In the current study, the scientists have assessed the incidence of SARS-CoV-2 infection in cancer patients throughout the pandemic.
The study included 3,959 cancer patients, of whom 77% had solid cancer, and 23% had hematologic cancer. About 69% of the patients did not receive any anticancer treatment at the time of COVID-19 vaccination. Regarding vaccine coverage, about 85% of the patients had received at least one vaccine dose, and 15% remained unvaccinated. The incidence of SARS-CoV-2 infection in these patients was assessed between February 2020 and 2022.
SARS-CoV-2 infection was detected in about 24% of the patients during the study period. During the delta-dominated wave, vaccine breakthrough infection was observed in 43% of the patients. In contrast, a significantly higher percentage of breakthrough infection (70%) was observed among the patients during the Omicron-dominated wave. During both delta and Omicron waves, cancer patients receiving systemic anticancer treatment showed a significantly higher percentage of breakthrough infection than those not receiving treatment (83% vs. 56%).

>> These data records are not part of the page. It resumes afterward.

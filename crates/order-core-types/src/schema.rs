//! Canonical schema constants for structured logging and events
//!
//! These constants ensure consistency across all logging and error reporting.

// Canonical field keys for structured logging
pub const FIELD_COMPONENT: &str = "component";
pub const FIELD_OP: &str = "op";
pub const FIELD_EVENT: &str = "event";
pub const FIELD_DURATION_MS: &str = "duration_ms";

// Object identity
pub const FIELD_KIND: &str = "kind";
pub const FIELD_NAME: &str = "name";
pub const FIELD_ID: &str = "id";

// Relations
pub const FIELD_RELATION: &str = "relation";
pub const FIELD_PARTNER: &str = "partner";

// Collection sizes
pub const FIELD_EDGE_COUNT: &str = "edge_count";
pub const FIELD_INDEX_LEN: &str = "index_len";

// Error fields
pub const FIELD_ERR_KIND: &str = "err_kind";
pub const FIELD_ERR_CODE: &str = "err_code";

// Canonical event names
pub const EVENT_START: &str = "start";
pub const EVENT_END: &str = "end";
pub const EVENT_END_ERROR: &str = "end_error";

#[cfg(test)]
mod tests {
    use super::*;

    #[test]
    fn test_constants_accessibility() {
        assert!(!FIELD_COMPONENT.is_empty());
        assert!(!FIELD_OP.is_empty());
        assert!(!FIELD_KIND.is_empty());
        assert!(!FIELD_RELATION.is_empty());
        assert!(!EVENT_START.is_empty());
        assert!(!EVENT_END.is_empty());
        assert!(!EVENT_END_ERROR.is_empty());
    }

    #[test]
    fn test_event_names_are_distinct() {
        assert_ne!(EVENT_START, EVENT_END);
        assert_ne!(EVENT_START, EVENT_END_ERROR);
        assert_ne!(EVENT_END, EVENT_END_ERROR);
    }

    #[test]
    fn test_error_field_keys_are_distinct() {
        assert_ne!(FIELD_ERR_KIND, FIELD_ERR_CODE);
    }
}
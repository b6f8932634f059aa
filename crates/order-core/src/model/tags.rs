use globset::Glob;
use regex::Regex;
use serde::{Deserialize, Serialize};
use std::collections::BTreeSet;

use crate::errors::{OrderError, Result};

/// How multiple patterns combine in [`TagSet::matches`]
#[derive(Debug, Clone, Copy, PartialEq, Eq, Default)]
pub enum TagMatchMode {
    /// At least one pattern must match a tag
    #[default]
    Any,
    /// Every pattern must match a tag
    All,
}

/// Pattern language accepted by [`TagSet::matches_with`]
#[derive(Debug, Clone, Copy, PartialEq, Eq, Default)]
pub enum PatternSyntax {
    /// Shell-style globs matched against the whole tag
    #[default]
    Glob,
    /// Regular expressions anchored at the start of the tag
    Regex,
}

/// Set of string tags, iterated in sorted order
#[derive(Debug, Clone, PartialEq, Eq, Default, Serialize, Deserialize)]
#[serde(transparent)]
pub struct TagSet {
    tags: BTreeSet<String>,
}

impl TagSet {
    pub fn new() -> Self {
        Self::default()
    }

    /// Add a tag, returning `true` if it was not present
    pub fn add(&mut self, tag: impl Into<String>) -> bool {
        self.tags.insert(tag.into())
    }

    /// Remove a tag, returning `true` if it was present
    pub fn remove(&mut self, tag: &str) -> bool {
        self.tags.remove(tag)
    }

    /// Exact membership test
    pub fn has(&self, tag: &str) -> bool {
        self.tags.contains(tag)
    }

    /// Glob-pattern membership test (`*`, `?`, `[...]`)
    ///
    /// A pattern matches when at least one tag matches it. `mode` decides
    /// whether one or all patterns have to match.
    ///
    /// # Errors
    ///
    /// Returns `InvalidTagPattern` if a pattern does not compile.
    pub fn matches<S: AsRef<str>>(&self, patterns: &[S], mode: TagMatchMode) -> Result<bool> {
        self.matches_with(patterns, mode, PatternSyntax::Glob)
    }

    /// Pattern membership test in the given `syntax`
    ///
    /// Regex patterns only need to match a prefix of the tag, so `"sig"`
    /// matches `"signal"` while `"nal"` does not. Anchor with `$` for a full
    /// match.
    ///
    /// # Errors
    ///
    /// Returns `InvalidTagPattern` if a pattern does not compile.
    pub fn matches_with<S: AsRef<str>>(
        &self,
        patterns: &[S],
        mode: TagMatchMode,
        syntax: PatternSyntax,
    ) -> Result<bool> {
        let mut hits = Vec::with_capacity(patterns.len());
        for pattern in patterns {
            let pattern = pattern.as_ref();
            let invalid = |reason: String| OrderError::InvalidTagPattern {
                pattern: pattern.to_string(),
                reason,
            };
            let hit = match syntax {
                PatternSyntax::Glob => {
                    let matcher = Glob::new(pattern)
                        .map_err(|e| invalid(e.to_string()))?
                        .compile_matcher();
                    self.tags.iter().any(|tag| matcher.is_match(tag))
                }
                PatternSyntax::Regex => {
                    let matcher = Regex::new(&format!("^(?:{pattern})"))
                        .map_err(|e| invalid(e.to_string()))?;
                    self.tags.iter().any(|tag| matcher.is_match(tag))
                }
            };
            hits.push(hit);
        }

        Ok(match mode {
            TagMatchMode::Any => hits.iter().any(|hit| *hit),
            TagMatchMode::All => hits.iter().all(|hit| *hit),
        })
    }

    pub fn clear(&mut self) {
        self.tags.clear();
    }

    pub fn len(&self) -> usize {
        self.tags.len()
    }

    pub fn is_empty(&self) -> bool {
        self.tags.is_empty()
    }

    pub fn iter(&self) -> impl Iterator<Item = &str> {
        self.tags.iter().map(String::as_str)
    }

    /// Tags in `self` or in `other`
    pub fn union(&self, other: impl IntoIterator<Item = impl AsRef<str>>) -> TagSet {
        let mut tags = self.tags.clone();
        tags.extend(other.into_iter().map(|tag| tag.as_ref().to_string()));
        TagSet { tags }
    }

    /// Tags in both `self` and `other`
    pub fn intersection(&self, other: impl IntoIterator<Item = impl AsRef<str>>) -> TagSet {
        other
            .into_iter()
            .filter(|tag| self.has(tag.as_ref()))
            .map(|tag| tag.as_ref().to_string())
            .collect()
    }
}

impl<'a> IntoIterator for &'a TagSet {
    type Item = &'a str;
    type IntoIter = std::iter::Map<std::collections::btree_set::Iter<'a, String>, fn(&String) -> &str>;

    fn into_iter(self) -> Self::IntoIter {
        self.tags.iter().map(String::as_str as fn(&String) -> &str)
    }
}

impl<S: Into<String>> Extend<S> for TagSet {
    fn extend<I: IntoIterator<Item = S>>(&mut self, iter: I) {
        self.tags.extend(iter.into_iter().map(Into::into));
    }
}

impl<S: Into<String>> FromIterator<S> for TagSet {
    fn from_iter<I: IntoIterator<Item = S>>(iter: I) -> Self {
        let mut set = TagSet::new();
        set.extend(iter);
        set
    }
}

Regarding disease severity irrespective of vaccination status, a higher frequency of COVID-19-related hospitalization was observed during the delta wave compared to that during the Omicron wave. However, a relatively shorter duration of hospital stay was observed in vaccinated patients compared to that in unvaccinated patients. In addition, only 9% of patients with breakthrough infections were admitted to the intensive care unit (ICU). This highlights the protective efficacy of COVID-19 vaccines against severe disease.
Humoral immune response to vaccination
To determine vaccine-induced antibody response against delta and Omicron variants, the scientists measured blood levels of anti-delta and anti-Omicron spike receptor-binding domain (RBD) antibodies in a total of 78 cancer patients. In the analysis, they also included 25 healthcare workers as controls.
In response to vaccination, healthcare workers showed higher levels of total anti-spike antibodies compared to cancer patients. The lowest level of wildtype RBD-specific antibodies was observed in hematologic cancer patients receiving B cell-targeted treatment, followed by hematologic cancer patients not receiving B cell-targeted treatment and patients with solid tumors. A similar trend was observed for delta- and Omicron-specific spike RBD antibodies.
The serum samples collected from hematologic cancer patients without B cell-targeted treatment and solid tumor patients significantly inhibited the interaction between wildtype/delta RBD and angiotensin-converting enzyme 2 (ACE2; host cell receptor for viral entry). However, a significantly lower level of inhibition was observed for patients receiving B cell-targeted treatment. Importantly, a marked reduction in inhibition of Omicron RBD – ACE2 interaction was observed for all patients with solid tumors and hematologic cancer.
The study demonstrates an increased incidence of vaccine breakthrough infections but a reduced disease severity among patients with solid tumors and hematologic cancer during the Omicron wave compared to the delta wave.
The study also highlights that COVID-19 vaccine-induced antibody response is lower in cancer patients than in healthy individuals. The reduction in antibody response is highest among hematologic patients receiving B cell-targeted treatment. Overall, a significant impairment in vaccine-induced Omicron neutralization has been observed in cancer patients.